Agudath Israel Weighs In on Health Care Reform

Orthodox Group Urges Respect for Religious Rights Of Patients, Providers, Employers


WASHINGTON, D.C. - Lauding the idea of universal health coverage but warning about the challenges that health care reform may pose in the realm of religious rights, Agudath Israel of America's Washington Office director and counsel, Rabbi Abba Cohen, laid out his organization's perspective in a letter addressed to President Barack Obama, and copied to Congressional leaders and Health and Human Services Secretary Kathleen Sebelius.

The letter calls "universal coverage" a "worthy goal" and the fact that tens of millions of Americans reportedly have no health coverage "unacceptable." At the same time, it expresses concern that the cost-cutting measures designed to achieve universal coverage could result in diminished medical options for patients, and might undermine the centrality of the patient-doctor relationship.

Those concerns, according to Agudath Israel, must be considered in light of the fact that, for Orthodox Jews and millions of Americans of all faiths, "the preservation of life and the promotion of good health and well-being are religious imperatives." This insight, writes Rabbi Cohen, "adds an important new dimension to the debate over health care policy" - a debate that has taken center stage in the public arena as legislation seeking to overhaul health care in the United States is being considered by Congress.

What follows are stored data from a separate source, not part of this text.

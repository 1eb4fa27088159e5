//! Call-time gate arguments.
//!
//! Angles are carried as [`AngleExpr`] so a circuit layer can hand over
//! unresolved expressions (`pi / 2`, `-theta`). Only expressions that reduce
//! to a finite real can drive a gate model.

use serde::{Deserialize, Serialize};
use std::f64::consts::PI;
use std::fmt;

use crate::qubit::QubitId;

/// A real-valued angle expression.
#[derive(Debug, Clone, PartialEq, Serialize, Deserialize)]
pub enum AngleExpr {
    /// A literal angle in radians.
    Value(f64),
    /// The constant π.
    Pi,
    /// An unbound named angle.
    Named(String),
    /// Negation.
    Neg(Box<AngleExpr>),
    /// Sum of two angles.
    Sum(Box<AngleExpr>, Box<AngleExpr>),
    /// Product of two expressions.
    Product(Box<AngleExpr>, Box<AngleExpr>),
    /// Quotient of two expressions.
    Quotient(Box<AngleExpr>, Box<AngleExpr>),
}

impl AngleExpr {
    /// A literal angle.
    pub fn value(radians: f64) -> Self {
        AngleExpr::Value(radians)
    }

    /// An unbound named angle.
    pub fn named(name: impl Into<String>) -> Self {
        AngleExpr::Named(name.into())
    }

    /// Whether the expression still refers to an unbound name.
    pub fn is_symbolic(&self) -> bool {
        match self {
            AngleExpr::Named(_) => true,
            AngleExpr::Value(_) | AngleExpr::Pi => false,
            AngleExpr::Neg(e) => e.is_symbolic(),
            AngleExpr::Sum(a, b) | AngleExpr::Product(a, b) | AngleExpr::Quotient(a, b) => {
                a.is_symbolic() || b.is_symbolic()
            }
        }
    }

    /// Evaluate to a finite real, if possible.
    ///
    /// Returns `None` for unbound names, division by zero and any
    /// non-finite intermediate.
    pub fn to_real(&self) -> Option<f64> {
        let v = match self {
            AngleExpr::Value(v) => *v,
            AngleExpr::Pi => PI,
            AngleExpr::Named(_) => return None,
            AngleExpr::Neg(e) => -e.to_real()?,
            AngleExpr::Sum(a, b) => a.to_real()? + b.to_real()?,
            AngleExpr::Product(a, b) => a.to_real()? * b.to_real()?,
            AngleExpr::Quotient(a, b) => {
                let divisor = b.to_real()?;
                if divisor == 0.0 {
                    return None;
                }
                a.to_real()? / divisor
            }
        };
        v.is_finite().then_some(v)
    }

    /// Replace every occurrence of `name` with a literal angle.
    pub fn bind(&self, name: &str, radians: f64) -> Self {
        match self {
            AngleExpr::Named(n) if n == name => AngleExpr::Value(radians),
            AngleExpr::Value(_) | AngleExpr::Pi | AngleExpr::Named(_) => self.clone(),
            AngleExpr::Neg(e) => AngleExpr::Neg(Box::new(e.bind(name, radians))),
            AngleExpr::Sum(a, b) => {
                AngleExpr::Sum(Box::new(a.bind(name, radians)), Box::new(b.bind(name, radians)))
            }
            AngleExpr::Product(a, b) => AngleExpr::Product(
                Box::new(a.bind(name, radians)),
                Box::new(b.bind(name, radians)),
            ),
            AngleExpr::Quotient(a, b) => AngleExpr::Quotient(
                Box::new(a.bind(name, radians)),
                Box::new(b.bind(name, radians)),
            ),
        }
    }
}

impl fmt::Display for AngleExpr {
    fn fmt(&self, f: &mut fmt::Formatter<'_>) -> fmt::Result {
        match self {
            AngleExpr::Value(v) => write!(f, "{v}"),
            AngleExpr::Pi => write!(f, "pi"),
            AngleExpr::Named(name) => write!(f, "{name}"),
            AngleExpr::Neg(e) => write!(f, "-({e})"),
            AngleExpr::Sum(a, b) => write!(f, "({a} + {b})"),
            AngleExpr::Product(a, b) => write!(f, "({a} * {b})"),
            AngleExpr::Quotient(a, b) => write!(f, "({a} / {b})"),
        }
    }
}

impl From<f64> for AngleExpr {
    fn from(radians: f64) -> Self {
        AngleExpr::Value(radians)
    }
}

impl std::ops::Add for AngleExpr {
    type Output = Self;

    fn add(self, rhs: Self) -> Self::Output {
        AngleExpr::Sum(Box::new(self), Box::new(rhs))
    }
}

impl std::ops::Mul for AngleExpr {
    type Output = Self;

    fn mul(self, rhs: Self) -> Self::Output {
        AngleExpr::Product(Box::new(self), Box::new(rhs))
    }
}

impl std::ops::Div for AngleExpr {
    type Output = Self;

    fn div(self, rhs: Self) -> Self::Output {
        AngleExpr::Quotient(Box::new(self), Box::new(rhs))
    }
}

impl std::ops::Neg for AngleExpr {
    type Output = Self;

    fn neg(self) -> Self::Output {
        AngleExpr::Neg(Box::new(self))
    }
}

/// One bound argument of a gate call, in declared parameter order.
#[derive(Debug, Clone, PartialEq, Serialize, Deserialize)]
pub enum GateArg {
    /// A qubit operand.
    Qubit(QubitId),
    /// A real-valued argument (angle or stretch factor).
    Angle(AngleExpr),
}

impl GateArg {
    /// Short label for the argument kind, used in error messages.
    pub fn kind_name(&self) -> &'static str {
        match self {
            GateArg::Qubit(_) => "qubit",
            GateArg::Angle(_) => "float",
        }
    }
}

impl fmt::Display for GateArg {
    fn fmt(&self, f: &mut fmt::Formatter<'_>) -> fmt::Result {
        match self {
            GateArg::Qubit(q) => write!(f, "{q}"),
            GateArg::Angle(a) => write!(f, "{a}"),
        }
    }
}

impl From<QubitId> for GateArg {
    fn from(q: QubitId) -> Self {
        GateArg::Qubit(q)
    }
}

impl From<f64> for GateArg {
    fn from(radians: f64) -> Self {
        GateArg::Angle(AngleExpr::Value(radians))
    }
}

impl From<AngleExpr> for GateArg {
    fn from(angle: AngleExpr) -> Self {
        GateArg::Angle(angle)
    }
}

The issue of religious rights, Rabbi Cohen writes, certainly bears impact on patient treatment. Agudath Israel is concerned that appropriate health care may not be provided in circumstances where "cost-benefit" analyses or judgments about "quality of life" may cause treatment to be denied; and asserts that treatment of the infirm must take into account patients' religious convictions.

Furthermore, the religious rights of health-care providers and private sector employers must also be respected, writes Rabbi Cohen. When medical personnel, for instance, are "called upon to perform medical procedures they consider religiously or morally objectionable" or "employers are told to provide coverage for such procedures," Agudath Israel asserts, their rights should be safeguarded.

Rabbi Chaim Dovid Zwiebel, Agudath Israel's executive vice president, noted the unique contribution the organization's letter makes to the ongoing national debate. "Discussion of the religious dimension of health care has been largely absent from the national dialogue," he says. "In reality, matters of life and death cannot be measured solely in dollars and cents; they no less need to be considered through the prism of religion and morality."

Below is the letter. Click on each of the pages to enlarge.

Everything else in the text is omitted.